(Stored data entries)

// Session - owns the in-memory collections and orchestrates network calls
// around the pure core. Created on login, dropped on logout; nothing here is
// global. Mutations are optimistic: applied locally first, with no rollback
// if a later sync fails.

use chrono::{DateTime, Utc};
use regex::Regex;

use crate::api::{AggregateResponse, HubApi};
use crate::error::HubError;
use crate::models::{
    AppConfig, LogEntry, NewLog, NewReport, Report, Todo, User, WeeklySummary,
};

/// Outcome of a manual aggregation trigger.
#[derive(Debug, Clone, PartialEq, Eq)]
pub enum AggregateOutcome {
    /// Backend accepted the request and the log collection was reloaded.
    Completed { message: Option<String> },
    /// A previous trigger from this session is still in flight.
    AlreadyRunning,
    /// No logged-in user; silently a no-op.
    NoUser,
}

pub struct Session {
    api: HubApi,
    user: Option<User>,
    config: AppConfig,
    logs: Vec<LogEntry>,
    todos: Vec<Todo>,
    last_summary: Option<WeeklySummary>,
    aggregate_in_flight: bool,
}

impl Session {
    pub fn new(api: HubApi) -> Self {
        Self {
            api,
            user: None,
            config: AppConfig::default(),
            logs: Vec::new(),
            todos: Vec::new(),
            last_summary: None,
            aggregate_in_flight: false,
        }
    }

    /// Rebuild a session from state cached between CLI invocations.
    pub fn resume(api: HubApi, user: Option<User>, config: AppConfig, todos: Vec<Todo>) -> Self {
        Self {
            api,
            user,
            config,
            logs: Vec::new(),
            todos,
            last_summary: None,
            aggregate_in_flight: false,
        }
    }

    pub fn user(&self) -> Option<&User> {
        self.user.as_ref()
    }

    pub fn config(&self) -> &AppConfig {
        &self.config
    }

    pub fn config_mut(&mut self) -> &mut AppConfig {
        &mut self.config
    }

    pub fn logs(&self) -> &[LogEntry] {
        &self.logs
    }

    pub fn todos(&self) -> &[Todo] {
        &self.todos
    }

    pub fn last_summary(&self) -> Option<&WeeklySummary> {
        self.last_summary.as_ref()
    }

    fn require_user(&self) -> Result<i64, HubError> {
        self.user
            .as_ref()
            .map(|u| u.id)
            .ok_or_else(|| HubError::validation("not logged in"))
    }

    // ------------------------------------------------------------------
    // Account lifecycle
    // ------------------------------------------------------------------

    /// Mainland-China mobile number format, checked before any network call.
    pub fn valid_phone(phone: &str) -> bool {
        // The pattern is a literal constant; compilation cannot fail.
        Regex::new(r"^1[3-9]\d{9}$")
            .map(|re| re.is_match(phone))
            .unwrap_or(false)
    }

    pub async fn register(
        &self,
        username: &str,
        phone: &str,
        password: &str,
    ) -> Result<User, HubError> {
        if username.trim().is_empty() || password.is_empty() {
            return Err(HubError::validation("username and password are required"));
        }
        if !Self::valid_phone(phone) {
            return Err(HubError::validation("invalid phone number format"));
        }
        let response = self.api.register(username, phone, password).await?;
        Ok(response.user)
    }

    pub async fn login(&mut self, phone: &str, password: &str) -> Result<User, HubError> {
        if phone.is_empty() || password.is_empty() {
            return Err(HubError::validation("phone and password are required"));
        }
        let response = self.api.login(phone, password).await?;
        tracing::info!("Logged in as {}", response.user.username);

        // Pull the persisted AI config; a missing one keeps the defaults.
        match self.api.fetch_config(response.user.id).await {
            Ok(config) => self.config = config,
            Err(e) => tracing::warn!("Failed to fetch AI config, using defaults: {}", e),
        }

        self.user = Some(response.user.clone());
        Ok(response.user)
    }

    pub fn logout(&mut self) {
        self.user = None;
        self.logs.clear();
        self.last_summary = None;
        self.config = AppConfig::default();
    }

    pub async fn update_profile(
        &mut self,
        username: &str,
        email: Option<&str>,
    ) -> Result<(), HubError> {
        if username.trim().is_empty() {
            return Err(HubError::validation("username is required"));
        }
        let user_id = self.require_user()?;
        self.api.update_profile(user_id, username, email).await?;
        if let Some(user) = self.user.as_mut() {
            user.username = username.to_string();
            user.email = email.map(str::to_string);
        }
        Ok(())
    }

    pub async fn change_password(&self, old: &str, new: &str) -> Result<(), HubError> {
        if old.is_empty() || new.is_empty() {
            return Err(HubError::validation("both passwords are required"));
        }
        let user_id = self.require_user()?;
        self.api.change_password(user_id, old, new).await?;
        Ok(())
    }

    // ------------------------------------------------------------------
    // AI configuration
    // ------------------------------------------------------------------

    /// Run a connection check for the current provider credentials. On
    /// success the tested gate opens and the config is persisted for the
    /// logged-in user.
    pub async fn verify_connection(&mut self) -> Result<String, HubError> {
        if self.config.api_key.trim().is_empty() {
            return Err(HubError::validation("API key is required"));
        }
        let check = self.api.check_connection(&self.config).await?;
        if !check.success {
            return Err(HubError::Rejected {
                status: 200,
                detail: check.message,
            });
        }
        self.config.api_key_tested = true;

        if let Some(user) = &self.user {
            if let Err(e) = self.api.save_config(user.id, &self.config).await {
                tracing::warn!("Connection verified but config save failed: {}", e);
            }
        }
        Ok(check.message)
    }

    pub async fn save_config(&self) -> Result<(), HubError> {
        let user_id = self.require_user()?;
        self.api.save_config(user_id, &self.config).await?;
        Ok(())
    }

    // ------------------------------------------------------------------
    // Log lifecycle
    // ------------------------------------------------------------------

    /// Capture raw input as a new log and submit it. If the save fails the
    /// entry is kept client-side under a local id rather than being lost;
    /// it will never become processed and carries no owner linkage. Without a
    /// logged-in user there is nothing to attribute the entry to, so the
    /// backend is not called at all and the entry stays local.
    pub async fn add_log(&mut self, content: &str) -> Result<&LogEntry, HubError> {
        if content.trim().is_empty() {
            return Err(HubError::validation("log content is required"));
        }
        let user_id = self.user.as_ref().map(|u| u.id);
        let new_log = NewLog::capture(content, user_id, Utc::now());

        let entry = if user_id.is_none() {
            new_log.into_local_entry()
        } else {
            match self.api.save_log(&new_log).await {
                Ok(saved) => saved,
                Err(e) => {
                    tracing::warn!("Save log failed, keeping local copy: {}", e);
                    new_log.into_local_entry()
                }
            }
        };
        self.logs.insert(0, entry);
        Ok(&self.logs[0])
    }

    /// Wholesale replace the collection with the backend's authoritative
    /// state. Last resolved reload wins; there is no merge.
    pub async fn reload_logs(&mut self) -> Result<usize, HubError> {
        let user_id = self.require_user()?;
        self.logs = self.api.fetch_logs(user_id, None).await?;
        Ok(self.logs.len())
    }

    /// Server-side search. Local-only entries are not covered; use
    /// `views::search` over `logs()` for the in-memory collection.
    pub async fn search_logs(&self, query: &str) -> Result<Vec<LogEntry>, HubError> {
        let user_id = self.require_user()?;
        self.api.fetch_logs(user_id, Some(query)).await
    }

    /// Delete an entry. Local-fallback entries were never persisted, so they
    /// are only dropped from memory.
    pub async fn delete_log(&mut self, log_id: &str) -> Result<bool, HubError> {
        let Some(idx) = self.logs.iter().position(|l| l.id.as_str() == log_id) else {
            return Ok(false);
        };
        if !self.logs[idx].id.is_local() {
            let user_id = self.require_user()?;
            self.api.delete_log(log_id, user_id).await?;
        }
        self.logs.remove(idx);
        Ok(true)
    }

    fn with_log(&mut self, log_id: &str, f: impl FnOnce(&mut LogEntry) -> bool) -> bool {
        match self.logs.iter_mut().find(|l| l.id.as_str() == log_id) {
            Some(log) => f(log),
            None => false,
        }
    }

    pub fn toggle_status(&mut self, log_id: &str) -> bool {
        self.with_log(log_id, LogEntry::toggle_status)
    }

    pub fn convert_to_task(&mut self, log_id: &str) -> bool {
        self.with_log(log_id, LogEntry::convert_to_task)
    }

    pub fn revert_to_note(&mut self, log_id: &str) -> bool {
        self.with_log(log_id, LogEntry::revert_to_note)
    }

    pub fn postpone(&mut self, log_id: &str) -> bool {
        self.with_log(log_id, LogEntry::postpone)
    }

    pub fn toggle_pinned(&mut self, log_id: &str) -> bool {
        self.with_log(log_id, |log| {
            log.toggle_pinned();
            true
        })
    }

    pub fn edit_log(&mut self, log_id: &str, content: &str) -> bool {
        self.with_log(log_id, |log| {
            log.set_content(content);
            true
        })
    }

    // ------------------------------------------------------------------
    // Aggregation
    // ------------------------------------------------------------------

    /// Trigger backend aggregation of the inbox. The client never marks
    /// entries processed itself; on success it reloads and trusts the
    /// backend's state. A second trigger while one is outstanding is
    /// refused; concurrent triggers from other sessions are the backend's
    /// problem.
    pub async fn aggregate_inbox(&mut self) -> Result<AggregateOutcome, HubError> {
        let Some(user_id) = self.user.as_ref().map(|u| u.id) else {
            return Ok(AggregateOutcome::NoUser);
        };
        if self.aggregate_in_flight {
            return Ok(AggregateOutcome::AlreadyRunning);
        }

        self.aggregate_in_flight = true;
        let result = self.api.aggregate(user_id).await;
        self.aggregate_in_flight = false;

        let response: AggregateResponse = result?;
        if !response.success {
            return Err(HubError::Rejected {
                status: 200,
                detail: response
                    .message
                    .unwrap_or_else(|| "aggregation failed".to_string()),
            });
        }

        tracing::info!(summary_id = ?response.summary_id, "Aggregation completed, reloading logs");
        self.reload_logs().await?;
        Ok(AggregateOutcome::Completed {
            message: response.message,
        })
    }

    // ------------------------------------------------------------------
    // Weekly reports
    // ------------------------------------------------------------------

    /// Generate a weekly summary from the current log collection. Gated on a
    /// verified API key.
    pub async fn generate_report(&mut self) -> Result<WeeklySummary, HubError> {
        if !self.config.api_key_tested {
            return Err(HubError::validation(
                "API key has not been verified; run a connection check first",
            ));
        }
        let summary = self.api.generate_summary(&self.config, &self.logs).await?;
        self.last_summary = Some(summary.clone());
        Ok(summary)
    }

    /// Persist the last generated summary to report history.
    pub async fn save_report(&self, title: &str) -> Result<Report, HubError> {
        if title.trim().is_empty() {
            return Err(HubError::validation("report title is required"));
        }
        let user_id = self.require_user()?;
        let summary = self
            .last_summary
            .as_ref()
            .ok_or_else(|| HubError::validation("no summary generated yet"))?;

        let (start, end) = self.log_date_range();
        let report = NewReport {
            title: title.to_string(),
            content: summary.clone(),
            start_date: start,
            end_date: end,
        };
        self.api.save_report(user_id, &report).await
    }

    fn log_date_range(&self) -> (Option<String>, Option<String>) {
        let mut stamps: Vec<DateTime<Utc>> = self.logs.iter().map(|l| l.timestamp).collect();
        stamps.sort();
        let fmt = |ts: &DateTime<Utc>| ts.format("%Y-%m-%d").to_string();
        (stamps.first().map(fmt), stamps.last().map(fmt))
    }

    pub async fn fetch_reports(&self) -> Result<Vec<Report>, HubError> {
        let user_id = self.require_user()?;
        self.api.fetch_reports(user_id).await
    }

    pub async fn delete_report(&self, report_id: i64) -> Result<(), HubError> {
        let user_id = self.require_user()?;
        self.api.delete_report(report_id, user_id).await?;
        Ok(())
    }

    // ------------------------------------------------------------------
    // Todos (client-local)
    // ------------------------------------------------------------------

    pub fn add_todo(&mut self, content: &str, list_name: &str) -> Result<&Todo, HubError> {
        if content.trim().is_empty() {
            return Err(HubError::validation("todo content is required"));
        }
        self.todos.insert(0, Todo::new(content, list_name, Utc::now()));
        Ok(&self.todos[0])
    }

    pub fn toggle_todo(&mut self, todo_id: &str) -> bool {
        match self.todos.iter_mut().find(|t| t.id == todo_id) {
            Some(todo) => {
                todo.toggle(Utc::now());
                true
            }
            None => false,
        }
    }

    pub fn delete_todo(&mut self, todo_id: &str) -> bool {
        let before = self.todos.len();
        self.todos.retain(|t| t.id != todo_id);
        self.todos.len() != before
    }
}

● Problem details
Only the lines containing the string "content" are needed; pull them out of the records.

● Solution below
    pub async fn add_log(&mut self, content: &str) -> Result<&LogEntry, HubError> {
        if content.trim().is_empty() {
            return Err(HubError::validation("log content is required"));
        let new_log = NewLog::capture(content, user_id, Utc::now());
    pub fn edit_log(&mut self, log_id: &str, content: &str) -> bool {
            log.set_content(content);
            content: summary.clone(),
    pub fn add_todo(&mut self, content: &str, list_name: &str) -> Result<&Todo, HubError> {
        if content.trim().is_empty() {
            return Err(HubError::validation("todo content is required"));
        self.todos.insert(0, Todo::new(content, list_name, Utc::now()));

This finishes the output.